Charlie told me whenever he met a new acquaintance and he said he was a roundup cook by profession, he looked on him with some doubt as to his being human.
I was associated with Charlie for a good many years and I think I knew him as well as anybody could, and I think as a man and a friend he had very few equals. He was a fine Western artist, but Will Rogers said Charlie would have been a great man if he couldn’t have painted a fence post. I thing that told the whole story.
Charlie enjoyed telling jokes on himself, which very few people do. He told me about one time the Captain of the Judith Basin Roundup sent another cowboy and himself to the Moccasin Roundup to rep (that was to gather any cattle that had drifted from their home range).
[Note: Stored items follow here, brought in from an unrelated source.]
//! Replica slot roles and the three-way rotation.

use promosync_core::StorageError;
use serde::{Deserialize, Serialize};
use std::fmt;
use std::str::FromStr;

/// One of the three physical replica tables.
#[derive(Debug, Clone, Copy, PartialEq, Eq, Hash, PartialOrd, Ord, Serialize, Deserialize)]
pub enum Slot {
    A,
    B,
    C,
}

impl Slot {
    pub const ALL: [Slot; 3] = [Slot::A, Slot::B, Slot::C];

    pub fn as_str(&self) -> &'static str {
        match self {
            Slot::A => "a",
            Slot::B => "b",
            Slot::C => "c",
        }
    }

    /// Physical table backing this slot.
    pub fn table(&self) -> &'static str {
        match self {
            Slot::A => "promotions_slot_a",
            Slot::B => "promotions_slot_b",
            Slot::C => "promotions_slot_c",
        }
    }

    pub(crate) fn index(&self) -> usize {
        match self {
            Slot::A => 0,
            Slot::B => 1,
            Slot::C => 2,
        }
    }
}

impl fmt::Display for Slot {
    fn fmt(&self, f: &mut fmt::Formatter<'_>) -> fmt::Result {
        f.write_str(self.as_str())
    }
}

impl FromStr for Slot {
    type Err = StorageError;

    fn from_str(s: &str) -> Result<Self, Self::Err> {
        match s.trim().to_ascii_lowercase().as_str() {
            "a" => Ok(Slot::A),
            "b" => Ok(Slot::B),
            "c" => Ok(Slot::C),
            other => Err(StorageError::Query {
                operation: "parse_slot",
                reason: format!("unknown replica slot '{}'", other),
            }),
        }
    }
}

/// Role assignment of the three slots. Exactly one slot is live.
#[derive(Debug, Clone, Copy, PartialEq, Eq, Serialize, Deserialize)]
pub struct SlotAssignment {
    pub live: Slot,
    pub shadow: Slot,
    pub retired: Slot,
    pub generation: i64,
}

impl Default for SlotAssignment {
    fn default() -> Self {
        Self::initial()
    }
}

impl SlotAssignment {
    /// Assignment written by the replica migrations.
    pub fn initial() -> Self {
        Self {
            live: Slot::A,
            shadow: Slot::B,
            retired: Slot::C,
            generation: 0,
        }
    }

    /// Assignment after promoting the shadow slot:
    /// live becomes retired, shadow becomes live, retired becomes shadow.
    pub fn rotated(&self) -> Self {
        Self {
            live: self.shadow,
            shadow: self.retired,
            retired: self.live,
            generation: self.generation + 1,
        }
    }

    /// Check that the three roles name three distinct slots.
    pub fn is_valid(&self) -> bool {
        self.live != self.shadow && self.shadow != self.retired && self.live != self.retired
    }
}

impl fmt::Display for SlotAssignment {
    fn fmt(&self, f: &mut fmt::Formatter<'_>) -> fmt::Result {
        write!(
            f,
            "gen {} (live={}, shadow={}, retired={})",
            self.generation, self.live, self.shadow, self.retired
        )
    }
}
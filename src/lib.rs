//! # rust-turn-env
//!
//! Turn-based games exposed as fixed-shape episodic environments for RL.
//!
//! ## Design Principles
//!
//! 1. **Game-Agnostic**: The adapter never looks inside a game. Engines plug
//!    in through `GameEngine`/`GameFactory`.
//!
//! 2. **Fixed Shapes**: Every observation of an environment has the same
//!    length; the action catalogue and variable descriptors are declared once.
//!
//! 3. **Faithful Translation**: Illegal actions, chance nodes, turn order and
//!    terminal vs truncated endings are handled by construction, never left to
//!    the training loop.
//!
//! ## Architecture
//!
//! Each `step` runs Legality Guard → engine → Chance Resolver → State
//! Encoder → Reward Accountant, then hands control back to the caller.
//!
//! - **Per-Episode Randomness**: every episode owns a ChaCha8 stream seeded
//!   from `(sample_id, launch_id)`; there is no global RNG.
//!
//! - **Persistent Data Structures**: engine histories use `im` so engines
//!   clone in O(1).
//!
//! ## Modules
//!
//! - `core`: agents, action catalogue, RNG, configuration, variables
//! - `engine`: the game engine contract
//! - `env`: episode driver and its components
//! - `games`: reference engines (tic-tac-toe, Leduc hold'em)
//! - `training`: policies, rollouts, trajectories
//! - `error`: the crate error type

pub mod core;
pub mod engine;
pub mod env;
pub mod error;
pub mod games;
pub mod training;

#[cfg(feature = "python")]
pub mod python;

// Re-export commonly used types
pub use crate::core::{
    ActionCatalogue, ActionId, ActionRequest, ActionVector, AgentId, AgentMap, AgentMode,
    EnvConfig, EpisodeRng, EpisodeSeed, SingleAgentReward, Variable, VariableKind,
    DEFAULT_AGENT, NOOP_ACTION,
};

pub use crate::engine::{ActivePlayer, GameEngine, GameFactory, NativeObservation};

pub use crate::env::{
    GameEnv, InProgressReward, Observation, RewardSignal, StateEncoder, StepResult,
    TerminationKind, UNKNOWN_FEATURE,
};

pub use crate::error::EnvError;

pub use crate::training::{
    run_episode, Policy, RandomLegalPolicy, RolloutConfig, RolloutWorker, Trajectory,
};
//! Environment bindings for Python.

use numpy::PyArray1;
use pyo3::prelude::*;

use crate::core::{EpisodeSeed, LAUNCH_STRIDE};
use crate::engine::GameFactory;
use crate::env::{ConstantReward, GameEnv};
use crate::games::leduc::{LeducConfig, LeducEncoder};
use crate::games::tic_tac_toe::{HistoryEncoder, TicTacToeFactory};

use super::py_core::{
    action_request, env_config, observations_to_numpy, reward_to_py, to_py_err, variables_to_py,
};

type StepOutput<'py> = (Vec<Bound<'py, PyArray1<f32>>>, PyObject, &'static str);

fn reset<'py, F>(
    py: Python<'py>,
    env: &mut GameEnv<F>,
    sample_id: u64,
    launch_id: u64,
) -> PyResult<Vec<Bound<'py, PyArray1<f32>>>>
where
    F: GameFactory,
    F::Engine: 'static,
{
    if launch_id >= LAUNCH_STRIDE {
        return Err(pyo3::exceptions::PyValueError::new_err(format!(
            "launch_id must be below {}",
            LAUNCH_STRIDE
        )));
    }
    let observations = env
        .reset(EpisodeSeed::new(sample_id, launch_id))
        .map_err(to_py_err)?;
    Ok(observations_to_numpy(py, &observations))
}

fn step<'py, F>(
    py: Python<'py>,
    env: &mut GameEnv<F>,
    actions: Vec<Vec<f64>>,
) -> PyResult<StepOutput<'py>>
where
    F: GameFactory,
    F::Engine: 'static,
{
    let request = action_request(env.config().mode, actions);
    let result = env.step(&request).map_err(to_py_err)?;
    Ok((
        observations_to_numpy(py, &result.observations),
        reward_to_py(py, &result.reward),
        result.termination.as_str(),
    ))
}

/// Leduc hold'em environment.
///
/// Observations are the 10-slot information-string encoding. In-progress
/// steps pay a constant reward (default 1.0).
#[pyclass(name = "LeducEnv")]
pub struct PyLeducEnv {
    env: GameEnv<LeducConfig>,
}

#[pymethods]
impl PyLeducEnv {
    #[new]
    #[pyo3(signature = (
        multi_agent = false,
        max_steps = 500,
        illegal_action_penalty = -100.0,
        maximum_terminal_reward = true,
        step_reward = 1.0
    ))]
    fn new(
        multi_agent: bool,
        max_steps: usize,
        illegal_action_penalty: f64,
        maximum_terminal_reward: bool,
        step_reward: f64,
    ) -> PyResult<Self> {
        let config = env_config(
            multi_agent,
            max_steps,
            illegal_action_penalty,
            maximum_terminal_reward,
        );
        let env = GameEnv::new(LeducConfig::new(), LeducEncoder::new(), config)
            .map_err(to_py_err)?
            .with_in_progress_reward(ConstantReward(step_reward));
        Ok(Self { env })
    }

    /// Start an episode; returns the initial observation(s).
    fn reset<'py>(
        &mut self,
        py: Python<'py>,
        sample_id: u64,
        launch_id: u64,
    ) -> PyResult<Vec<Bound<'py, PyArray1<f32>>>> {
        reset(py, &mut self.env, sample_id, launch_id)
    }

    /// Take a step with `[[action]]` (single) or one `[action]` per agent.
    fn step<'py>(&mut self, py: Python<'py>, actions: Vec<Vec<f64>>) -> PyResult<StepOutput<'py>> {
        step(py, &mut self.env, actions)
    }

    fn variables(&self) -> Vec<(String, &'static str)> {
        variables_to_py(self.env.variables())
    }

    fn possible_actions(&self) -> Vec<Vec<f64>> {
        self.env.catalogue().possible_actions()
    }

    fn legal_actions(&self) -> Vec<i64> {
        self.env.legal_actions().unwrap_or_default()
    }

    #[getter]
    fn step_count(&self) -> usize {
        self.env.step_count()
    }

    #[getter]
    fn observation_size(&self) -> usize {
        self.env.observation_size()
    }

    fn __repr__(&self) -> String {
        format!(
            "LeducEnv(mode={:?}, steps={})",
            self.env.config().mode,
            self.env.step_count()
        )
    }
}

/// Tic-tac-toe environment.
///
/// Observations are the acting agent followed by the move history.
#[pyclass(name = "TicTacToeEnv")]
pub struct PyTicTacToeEnv {
    env: GameEnv<TicTacToeFactory>,
}

#[pymethods]
impl PyTicTacToeEnv {
    #[new]
    #[pyo3(signature = (
        multi_agent = false,
        max_steps = 500,
        illegal_action_penalty = -100.0,
        maximum_terminal_reward = true
    ))]
    fn new(
        multi_agent: bool,
        max_steps: usize,
        illegal_action_penalty: f64,
        maximum_terminal_reward: bool,
    ) -> PyResult<Self> {
        let config = env_config(
            multi_agent,
            max_steps,
            illegal_action_penalty,
            maximum_terminal_reward,
        );
        let env =
            GameEnv::new(TicTacToeFactory, HistoryEncoder::new(), config).map_err(to_py_err)?;
        Ok(Self { env })
    }

    fn reset<'py>(
        &mut self,
        py: Python<'py>,
        sample_id: u64,
        launch_id: u64,
    ) -> PyResult<Vec<Bound<'py, PyArray1<f32>>>> {
        reset(py, &mut self.env, sample_id, launch_id)
    }

    fn step<'py>(&mut self, py: Python<'py>, actions: Vec<Vec<f64>>) -> PyResult<StepOutput<'py>> {
        step(py, &mut self.env, actions)
    }

    fn variables(&self) -> Vec<(String, &'static str)> {
        variables_to_py(self.env.variables())
    }

    fn possible_actions(&self) -> Vec<Vec<f64>> {
        self.env.catalogue().possible_actions()
    }

    fn legal_actions(&self) -> Vec<i64> {
        self.env.legal_actions().unwrap_or_default()
    }

    #[getter]
    fn step_count(&self) -> usize {
        self.env.step_count()
    }

    #[getter]
    fn observation_size(&self) -> usize {
        self.env.observation_size()
    }

    fn __repr__(&self) -> String {
        format!(
            "TicTacToeEnv(mode={:?}, steps={})",
            self.env.config().mode,
            self.env.step_count()
        )
    }
}
fn check_shape(
    mode: AgentMode,
    agent_count: usize,
    dimensions: usize,
    request: &ActionRequest,
) -> Result<(), EnvError> {
    let shape_error = |expected: String| EnvError::RequestShape {
        expected,
        got: describe_request(request),
    };

    match (mode, request) {
        (AgentMode::Single, ActionRequest::Single(values)) if values.len() == dimensions => Ok(()),
        (AgentMode::Single, _) => Err(shape_error(format!(
            "one action vector of {} values",
            dimensions
        ))),
        (AgentMode::Multi, ActionRequest::PerAgent(values))
            if values.len() == agent_count && values.iter().all(|v| v.len() == dimensions) =>
        {
            Ok(())
        }
        (AgentMode::Multi, _) => Err(shape_error(format!(
            "{} action vectors of {} values",
            agent_count, dimensions
        ))),
    }
}

fn describe_request(request: &ActionRequest) -> String {
    match request {
        ActionRequest::Single(values) => format!("single vector of {} values", values.len()),
        ActionRequest::PerAgent(values) => format!(
            "{} vectors of lengths {:?}",
            values.len(),
            values.iter().map(|v| v.len()).collect::<Vec<_>>()
        ),
    }
}

fn encode_all<E: GameEngine>(
    encoder: &dyn StateEncoder<E>,
    mode: AgentMode,
    handle: &GameHandle<E>,
    size: usize,
) -> Result<Vec<Observation>, EnvError> {
    let engine = handle.engine();

    // Undefined active players are reported with the offending observation
    // in both modes, before any encoder sees the state.
    let agent = perspective(engine.current_player(), handle.agent_count()).map_err(|err| {
        match err {
            EnvError::EngineInconsistency { reason, .. } => {
                EnvError::inconsistency(reason, engine.observation(DEFAULT_AGENT).raw())
            }
            other => other,
        }
    })?;

    let agents: Vec<AgentId> = match mode {
        AgentMode::Single => vec![agent],
        AgentMode::Multi => AgentId::all(handle.agent_count()).collect(),
    };

    agents
        .into_iter()
        .map(|agent| {
            let observation = encoder.encode(engine, agent)?;
            if observation.len() != size {
                return Err(EnvError::inconsistency(
                    format!(
                        "encoded {} features for {}, declared {}",
                        observation.len(),
                        agent,
                        size
                    ),
                    engine.observation(agent).raw(),
                ));
            }
            Ok(observation)
        })
        .collect()
}
/// A vector outside the catalogue is rejected like an illegal action.
#[test]
fn test_unrecognised_vector_rejected() {
    let mut env = tic_tac_toe(EnvConfig::new().with_illegal_action_penalty(-5.0));
    env.reset(EpisodeSeed::new(0, 0)).unwrap();

    let result = env.step(&ActionRequest::single(&[0.5])).unwrap();
    assert_eq!(result.termination, TerminationKind::Terminal);
    assert_eq!(scalar(&result.reward), -5.0);
}

/// Reset clears the failed flag.
#[test]
fn test_reset_clears_failed() {
    let mut env = tic_tac_toe(EnvConfig::new());
    env.reset(EpisodeSeed::new(0, 0)).unwrap();
    env.step(&play(99)).unwrap();
    assert!(env.is_failed(AgentId::new(0)));

    env.reset(EpisodeSeed::new(1, 0)).unwrap();
    assert!(!env.is_failed(AgentId::new(0)));
    assert_eq!(env.step_count(), 0);
    assert_eq!(env.termination(), Some(TerminationKind::Ongoing));
}

/// Leduc deals before the first observation and encodes the information string.
#[test]
fn test_leduc_reset_observation() {
    let mut env = leduc(EnvConfig::new());
    let obs = env.reset(EpisodeSeed::new(5, 2)).unwrap();

    assert_eq!(obs.len(), 1);
    let obs = &obs[0];
    assert_eq!(obs.len(), 10);
    assert_eq!(&obs.as_slice()[..5], &[0.0, 2.0, 99.0, 99.0, UNKNOWN_FEATURE]);
    assert!((0.0..6.0).contains(&obs.as_slice()[5]));
    assert!(obs.as_slice()[6..].iter().all(|&v| v == UNKNOWN_FEATURE));
    assert_eq!(env.active_agent(), Some(AgentId::new(0)));
}

/// The chance resolver never leaves the engine at a chance node.
#[test]
fn test_leduc_public_card_dealt_between_rounds() {
    let mut env = leduc(EnvConfig::new());
    env.reset(EpisodeSeed::new(0, 0)).unwrap();

    env.step(&play(RAISE)).unwrap();
    let result = env.step(&play(CALL)).unwrap();

    let engine = env.episode().unwrap().handle().engine();
    assert!(!engine.is_chance_node());
    assert!(engine.public_card().is_some());
    assert_eq!(result.termination, TerminationKind::Ongoing);
    // Public card slot is filled once round 2 starts.
    assert_ne!(result.observations[0].get(4), Some(UNKNOWN_FEATURE));
}
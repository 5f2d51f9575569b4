//! Reference games implementing the engine contract.

pub mod leduc;
pub mod tic_tac_toe;
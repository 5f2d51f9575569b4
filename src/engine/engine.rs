//! Game engine contract.
//!
//! The adapter never looks inside a game. Everything it needs is behind
//! `GameEngine` (one live game instance) and `GameFactory` (fresh
//! instances). Engines may be in-process Rust or a proxy over some boundary;
//! the adapter assumes nothing beyond these methods.

use serde::{Deserialize, Serialize};

use crate::core::{ActionId, AgentId};

/// Who acts at the current node, as reported by the engine.
#[derive(Clone, Copy, Debug, PartialEq, Eq, Serialize, Deserialize)]
pub enum ActivePlayer {
    /// A regular agent's turn.
    Agent(AgentId),
    /// The next transition is a random draw.
    Chance,
    /// The game is over.
    Terminal,
    /// Several agents act at once. Not supported by the sequential adapter.
    Simultaneous,
    /// The engine reported something that is none of the above.
    Invalid(i64),
}

impl ActivePlayer {
    /// OpenSpiel-style code for a chance node.
    pub const CHANCE_CODE: i64 = -1;
    /// OpenSpiel-style code for a simultaneous node.
    pub const SIMULTANEOUS_CODE: i64 = -2;
    /// OpenSpiel-style code for an invalid player.
    pub const INVALID_CODE: i64 = -3;
    /// OpenSpiel-style code for a terminal node.
    pub const TERMINAL_CODE: i64 = -4;

    /// Map an integer player code, as engines behind a boundary report it.
    ///
    /// ```
    /// use turn_env::core::AgentId;
    /// use turn_env::engine::ActivePlayer;
    ///
    /// assert_eq!(ActivePlayer::from_raw(1, 2), ActivePlayer::Agent(AgentId::new(1)));
    /// assert_eq!(ActivePlayer::from_raw(-4, 2), ActivePlayer::Terminal);
    /// assert_eq!(ActivePlayer::from_raw(5, 2), ActivePlayer::Invalid(5));
    /// ```
    #[must_use]
    pub fn from_raw(raw: i64, num_players: usize) -> Self {
        match raw {
            Self::CHANCE_CODE => ActivePlayer::Chance,
            Self::SIMULTANEOUS_CODE => ActivePlayer::Simultaneous,
            Self::TERMINAL_CODE => ActivePlayer::Terminal,
            _ => match AgentId::checked(raw, num_players) {
                Some(agent) => ActivePlayer::Agent(agent),
                None => ActivePlayer::Invalid(raw),
            },
        }
    }

    /// Integer code for this player (inverse of `from_raw`).
    #[must_use]
    pub fn to_raw(self) -> i64 {
        match self {
            ActivePlayer::Agent(agent) => agent.0 as i64,
            ActivePlayer::Chance => Self::CHANCE_CODE,
            ActivePlayer::Simultaneous => Self::SIMULTANEOUS_CODE,
            ActivePlayer::Terminal => Self::TERMINAL_CODE,
            ActivePlayer::Invalid(raw) => raw,
        }
    }

    /// The acting agent, if this is a regular turn.
    #[must_use]
    pub fn agent(self) -> Option<AgentId> {
        match self {
            ActivePlayer::Agent(agent) => Some(agent),
            _ => None,
        }
    }
}

/// Observation in the engine's own format.
#[derive(Clone, Debug, PartialEq, Serialize, Deserialize)]
pub enum NativeObservation {
    /// Information-state string.
    Text(String),
    /// Flat numeric tensor.
    Tensor(Vec<f32>),
}

impl NativeObservation {
    /// Raw rendering for diagnostics.
    #[must_use]
    pub fn raw(&self) -> String {
        match self {
            NativeObservation::Text(text) => text.clone(),
            NativeObservation::Tensor(values) => format!("{:?}", values),
        }
    }
}

/// One live game instance.
///
/// ## Implementation Notes
///
/// - `legal_actions` at a chance node lists the possible outcomes
/// - `chance_outcomes` may weight them; the default is uniform
/// - `apply_action` is called only with legal actions
/// - `rewards` is only meaningful once `is_terminal` is true
pub trait GameEngine {
    /// Number of players in this game.
    fn num_players(&self) -> usize;

    /// Whether the next transition is a random draw.
    fn is_chance_node(&self) -> bool;

    /// Legal actions at the current node (outcomes, at a chance node).
    fn legal_actions(&self) -> Vec<ActionId>;

    /// Who acts at the current node.
    fn current_player(&self) -> ActivePlayer;

    /// Apply an action (or chance outcome).
    fn apply_action(&mut self, action: ActionId);

    /// Whether the game is over.
    fn is_terminal(&self) -> bool;

    /// Observation from an agent's point of view.
    fn observation(&self, agent: AgentId) -> NativeObservation;

    /// Per-player returns. Valid only once terminal.
    fn rewards(&self) -> Vec<f64>;

    // === Provided ===

    /// Weighted chance outcomes at a chance node.
    ///
    /// Default: uniform over `legal_actions`.
    fn chance_outcomes(&self) -> Vec<(ActionId, f64)> {
        let outcomes = self.legal_actions();
        if outcomes.is_empty() {
            return Vec::new();
        }
        let p = 1.0 / outcomes.len() as f64;
        outcomes.into_iter().map(|a| (a, p)).collect()
    }
}

/// Creates fresh game instances: `new(params) -> handle`.
///
/// The factory holds the game parameters; each call yields an independent
/// instance in its initial state.
pub trait GameFactory {
    type Engine: GameEngine;

    /// Create a game in its initial state.
    fn new_game(&self) -> Self::Engine;

    /// Number of players every created game has.
    fn num_players(&self) -> usize;

    /// Number of distinct engine actions, i.e. the catalogue size.
    ///
    /// Engines only report legal actions per node, so this cannot be
    /// recovered from a single state.
    fn num_distinct_actions(&self) -> usize;
}

#[cfg(test)]
mod tests {
    use super::*;

    #[test]
    fn test_active_player_roundtrip() {
        for raw in [-4, -3, -2, -1, 0, 1] {
            assert_eq!(ActivePlayer::from_raw(raw, 2).to_raw(), raw);
        }
    }

    #[test]
    fn test_active_player_out_of_range() {
        assert_eq!(ActivePlayer::from_raw(2, 2), ActivePlayer::Invalid(2));
        assert_eq!(ActivePlayer::from_raw(-7, 2), ActivePlayer::Invalid(-7));
        assert_eq!(ActivePlayer::from_raw(-3, 2), ActivePlayer::Invalid(-3));
    }

    #[test]
    fn test_active_player_agent() {
        assert_eq!(
            ActivePlayer::Agent(AgentId::new(1)).agent(),
            Some(AgentId::new(1))
        );
        assert_eq!(ActivePlayer::Chance.agent(), None);
    }

    #[test]
    fn test_native_observation_raw() {
        assert_eq!(NativeObservation::Text("0, 4".into()).raw(), "0, 4");
        assert_eq!(NativeObservation::Tensor(vec![1.0, 0.0]).raw(), "[1.0, 0.0]");
    }
}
The other man took a violin which he played a little, and Charlie took some paint and some brushes. The next year the boss of the Basin Range met the boss of the Moccasin Range and said, “What was the matter last year? I had a lot of cattle over on your range. I sent two men over there and didn’t get hardly any cattle.”
The other boss said, “What the Hell could you expect? You sent a fiddler and a painter over there to act as cowboys.”
All during Charlie Russell’s life as a cowboy he drew pictures for pastime—sometimes with a lead pencil and sometimes with a paint brush and even in his earliest and rough work, one could always recognize the man or horse that he had used for the picture. We used to wonder at those pictures but he (or us) never dreamed that he was the making of the greatest Western artist of his day, which I believe has been conceded by art critics.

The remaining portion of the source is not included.